Segment Start: Supplied data

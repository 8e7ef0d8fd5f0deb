use std::fmt;

///原子任务名,每个任务对应data目录下的一个任务文件
///带病床编号的任务在这里拼出完整文件名,不在调用处拼字符串
#[derive(Debug, Clone, Copy, Eq, PartialEq)]
pub enum TaskName {
    GripperExtend,
    GripperRetract,
    GripperClamp,
    GripperRelease,
    GripperExtendedClamp,
    GripperExtendedRelease,
    Dock,
    Undock,
    SafetyOn,
    SafetyOff,
    CollectFromBed,
    CollectFromManipulator,
    ReleaseToBed,
    ReleaseToManipulator,
    LfChargerToManipulator,
    LfManipulatorToHallway,
    LfHallwayToParking,
    LfParkingExit,
    LfHallwayToManipulator,
    LfManipulatorToCharger,
    LfHallwayToBed(u32),
    LfBedToHallway(u32),
    LfBedExit(u32),
}

impl TaskName {
    ///任务文件名,相对于data_path,不带.txt后缀
    pub fn file_name(self) -> String {
        match self {
            TaskName::GripperExtend => "gripper/Gripper_extend".to_owned(),
            TaskName::GripperRetract => "gripper/Gripper_retract".to_owned(),
            TaskName::GripperClamp => "gripper/Gripper_clamp".to_owned(),
            TaskName::GripperRelease => "gripper/Gripper_release".to_owned(),
            TaskName::GripperExtendedClamp => "gripper/Gripper_extended_clamp".to_owned(),
            TaskName::GripperExtendedRelease => "gripper/Gripper_extended_release".to_owned(),
            TaskName::Dock => "Dock".to_owned(),
            TaskName::Undock => "Undock".to_owned(),
            TaskName::SafetyOn => "SafetyOn".to_owned(),
            TaskName::SafetyOff => "SafetyOff".to_owned(),
            TaskName::CollectFromBed => "Collect_from_bed".to_owned(),
            TaskName::CollectFromManipulator => "Collect_from_manipulator".to_owned(),
            TaskName::ReleaseToBed => "Release_to_bed".to_owned(),
            TaskName::ReleaseToManipulator => "Release_to_manipulator".to_owned(),
            TaskName::LfChargerToManipulator => "LF_charger_to_manipulator".to_owned(),
            TaskName::LfManipulatorToHallway => "LF_manipulator_to_hallway".to_owned(),
            TaskName::LfHallwayToParking => "LF_hallway_to_parking".to_owned(),
            TaskName::LfParkingExit => "LF_parking_exit".to_owned(),
            TaskName::LfHallwayToManipulator => "LF_hallway_to_manipulator".to_owned(),
            TaskName::LfManipulatorToCharger => "LF_manipulator_to_charger".to_owned(),
            TaskName::LfHallwayToBed(id) => format!("toBeds/LF_hallway_to_bed_{}", id),
            TaskName::LfBedToHallway(id) => format!("fromBeds/LF_bed_to_hallway_{}", id),
            TaskName::LfBedExit(id) => format!("exitBeds/LF_bed_exit_{}", id),
        }
    }
}

impl fmt::Display for TaskName {
    fn fmt(&self, f: &mut fmt::Formatter<'_>) -> fmt::Result {
        write!(f, "{}", self.file_name())
    }
}
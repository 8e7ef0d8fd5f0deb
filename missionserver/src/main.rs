pub mod command;
pub mod link;
pub mod mgr;
pub mod mission;
pub mod status;

use crate::link::{DryRunLink, LogSink};
use crate::mgr::command_mgr::CommandProcessor;
use crate::status::ERR_NONE;
use log::{error, info};
use std::env;
use std::sync::Arc;
use std::time::Duration;
use tools::conf::Conf;

#[macro_use]
extern crate lazy_static;

lazy_static! {
    ///配置文件
    static ref CONF_MAP : Conf = {
        let path = env::current_dir().unwrap();
        let str = path.as_os_str().to_str().unwrap();
        let res = str.to_string()+"/config/config.conf";
        let conf = Conf::init(res.as_str());
        conf
    };
}

fn main() {
    let info_log = CONF_MAP.get_str("info_log_path");
    let error_log = CONF_MAP.get_str("error_log_path");
    //初始化日志
    tools::my_log::init_log(info_log, error_log);
    //初始化指令处理器并干跑一次自检
    init_processor();
}

///初始化指令处理器
///没有接上真实链路之前先用干跑链路自检一遍
fn init_processor() {
    let (link, receiver) = DryRunLink::new();
    let processor = CommandProcessor::new(link, Arc::new(LogSink));

    let timeout = CONF_MAP.get_usize("task_timeout_secs");
    if timeout > 0 {
        processor.set_task_timeout(Duration::from_secs(timeout as u64));
    }
    let shutdown_cmd = CONF_MAP.get_str("shutdown_cmd");
    if !shutdown_cmd.is_empty() {
        processor.set_shutdown_cmd(shutdown_cmd);
    }

    //干跑应答线程,所有任务直接回成功
    let responder = processor.clone();
    let res = std::thread::Builder::new()
        .name("RESPONDER_THREAD".to_owned())
        .spawn(move || {
            while let Ok(id) = receiver.recv() {
                responder.on_task_response(id, ERR_NONE);
            }
        });
    if let Err(e) = res {
        error!("{:?}", e);
        std::process::abort();
    }

    let data_path = CONF_MAP.get_str("data_path").to_owned();
    let (done_tx, done_rx) = crossbeam::channel::bounded(1);
    let res = processor.execute(
        r#"{"command":"self_test"}"#,
        data_path.as_str(),
        move |ok| {
            let _ = done_tx.send(ok);
        },
    );
    if let Err(e) = res {
        error!("{:?}", e);
        std::process::abort();
    }
    match done_rx.recv() {
        Ok(true) => info!("self test passed"),
        Ok(false) => error!("self test failed"),
        Err(e) => error!("{:?}", e),
    }
}
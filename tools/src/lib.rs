pub mod conf;
pub mod my_log;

Segment End: Supplied data

**What is expected:** Write only the number of lines in the records that contain the string "status".

**Response:** 2